▶ [Your goal]:
Reproduce all the entries precisely.

▶ [Data under study]:
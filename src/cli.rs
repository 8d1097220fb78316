// src/cli.rs

use clap::Parser;
use std::path::PathBuf;

#[derive(Parser, Debug)]
#[command(author, version, about, long_about = None)]
pub struct Args {
    /// Path to the git repository containing the change
    #[arg(short, long)]
    pub repo: PathBuf,

    /// Revision of the patch set under review
    #[arg(short, long, default_value = "HEAD")]
    pub change: String,

    /// Maximum number of reviewers to suggest
    #[arg(long, default_value_t = 3)]
    pub max_reviewers: usize,

    /// Regex of new-file paths to exclude from blame (must match the whole path)
    #[arg(long, default_value = "")]
    pub ignore_file_regex: String,

    /// JSON roster of accounts ({id, name, emails, active} records);
    /// without it one account is minted per distinct author email
    #[arg(long)]
    pub accounts: Option<PathBuf>,
}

▶ [Result of this task]:
filename src/cli.rs
repository 8d1097220fb78316
// src/cli.rs

use clap::Parser;
use std::path::PathBuf;

#[derive(Parser, Debug)]
#[command(author, version, about, long_about = None)]
pub struct Args {
    /// Path to the git repository containing the change
    #[arg(short, long)]
    pub repo: PathBuf,

    /// Revision of the patch set under review
    #[arg(short, long, default_value = "HEAD")]
    pub change: String,

    /// Maximum number of reviewers to suggest
    #[arg(long, default_value_t = 3)]
    pub max_reviewers: usize,

    /// Regex of new-file paths to exclude from blame (must match the whole path)
    #[arg(long, default_value = "")]
    pub ignore_file_regex: String,

    /// JSON roster of accounts ({id, name, emails, active} records);
    /// without it one account is minted per distinct author email
    #[arg(long)]
    pub accounts: Option<PathBuf>,
}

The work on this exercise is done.